=== Exercise details ===
What lines in the entries below contain the word "VecDeque"? Copy all of them.

-*-

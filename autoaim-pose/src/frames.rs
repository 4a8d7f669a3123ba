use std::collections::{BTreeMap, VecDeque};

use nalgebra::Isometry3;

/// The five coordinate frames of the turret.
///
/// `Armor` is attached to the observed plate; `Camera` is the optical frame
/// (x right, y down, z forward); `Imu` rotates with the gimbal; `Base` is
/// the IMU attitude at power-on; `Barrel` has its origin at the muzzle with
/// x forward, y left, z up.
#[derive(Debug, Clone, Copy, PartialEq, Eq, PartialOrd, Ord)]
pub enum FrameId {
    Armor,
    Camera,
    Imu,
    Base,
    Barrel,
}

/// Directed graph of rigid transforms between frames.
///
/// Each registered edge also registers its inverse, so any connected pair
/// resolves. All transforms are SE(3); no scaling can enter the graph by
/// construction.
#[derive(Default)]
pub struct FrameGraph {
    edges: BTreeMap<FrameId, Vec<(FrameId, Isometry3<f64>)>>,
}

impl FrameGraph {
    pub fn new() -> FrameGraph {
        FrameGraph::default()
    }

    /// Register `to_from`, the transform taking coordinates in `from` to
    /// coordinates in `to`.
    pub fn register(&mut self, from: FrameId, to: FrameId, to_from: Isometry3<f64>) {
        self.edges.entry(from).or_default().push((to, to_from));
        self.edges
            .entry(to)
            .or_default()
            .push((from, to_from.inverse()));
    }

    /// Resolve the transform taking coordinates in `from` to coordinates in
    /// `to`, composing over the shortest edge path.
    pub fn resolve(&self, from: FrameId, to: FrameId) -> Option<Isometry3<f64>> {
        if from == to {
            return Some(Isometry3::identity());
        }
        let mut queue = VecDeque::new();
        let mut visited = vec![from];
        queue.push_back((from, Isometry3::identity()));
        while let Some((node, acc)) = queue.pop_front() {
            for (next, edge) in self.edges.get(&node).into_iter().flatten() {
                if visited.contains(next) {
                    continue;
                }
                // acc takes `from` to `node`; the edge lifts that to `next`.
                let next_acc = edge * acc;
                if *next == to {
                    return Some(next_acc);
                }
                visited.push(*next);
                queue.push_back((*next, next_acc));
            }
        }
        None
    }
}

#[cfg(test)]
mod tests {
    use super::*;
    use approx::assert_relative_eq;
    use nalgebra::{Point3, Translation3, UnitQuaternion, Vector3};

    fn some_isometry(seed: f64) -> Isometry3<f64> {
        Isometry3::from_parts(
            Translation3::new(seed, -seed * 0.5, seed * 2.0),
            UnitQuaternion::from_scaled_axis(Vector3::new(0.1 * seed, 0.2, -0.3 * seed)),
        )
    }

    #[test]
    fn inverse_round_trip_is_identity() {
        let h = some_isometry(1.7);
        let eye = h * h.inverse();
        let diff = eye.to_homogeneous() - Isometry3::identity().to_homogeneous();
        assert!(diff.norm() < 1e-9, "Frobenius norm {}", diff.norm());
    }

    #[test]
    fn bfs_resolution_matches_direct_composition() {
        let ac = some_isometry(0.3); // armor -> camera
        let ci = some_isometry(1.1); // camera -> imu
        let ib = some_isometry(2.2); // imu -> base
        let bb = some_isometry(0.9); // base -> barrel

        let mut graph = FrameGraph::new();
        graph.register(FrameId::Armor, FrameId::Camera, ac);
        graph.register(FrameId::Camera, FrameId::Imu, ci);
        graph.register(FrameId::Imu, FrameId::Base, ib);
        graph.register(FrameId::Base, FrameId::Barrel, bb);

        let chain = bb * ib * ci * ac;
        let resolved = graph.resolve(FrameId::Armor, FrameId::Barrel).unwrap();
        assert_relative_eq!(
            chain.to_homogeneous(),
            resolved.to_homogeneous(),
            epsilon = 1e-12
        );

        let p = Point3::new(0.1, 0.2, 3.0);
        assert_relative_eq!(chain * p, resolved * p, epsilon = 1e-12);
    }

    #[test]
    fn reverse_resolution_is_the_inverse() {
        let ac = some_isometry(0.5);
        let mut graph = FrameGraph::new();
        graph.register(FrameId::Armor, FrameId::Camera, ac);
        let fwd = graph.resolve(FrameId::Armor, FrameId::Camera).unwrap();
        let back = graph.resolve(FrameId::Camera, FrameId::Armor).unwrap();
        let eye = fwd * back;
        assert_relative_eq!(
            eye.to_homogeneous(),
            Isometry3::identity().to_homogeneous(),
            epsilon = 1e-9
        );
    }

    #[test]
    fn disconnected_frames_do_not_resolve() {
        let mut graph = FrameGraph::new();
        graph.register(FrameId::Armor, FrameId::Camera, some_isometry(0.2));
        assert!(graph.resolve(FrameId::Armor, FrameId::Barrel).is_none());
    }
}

-*-

=== Expected output ===
use std::collections::{BTreeMap, VecDeque};
        let mut queue = VecDeque::new();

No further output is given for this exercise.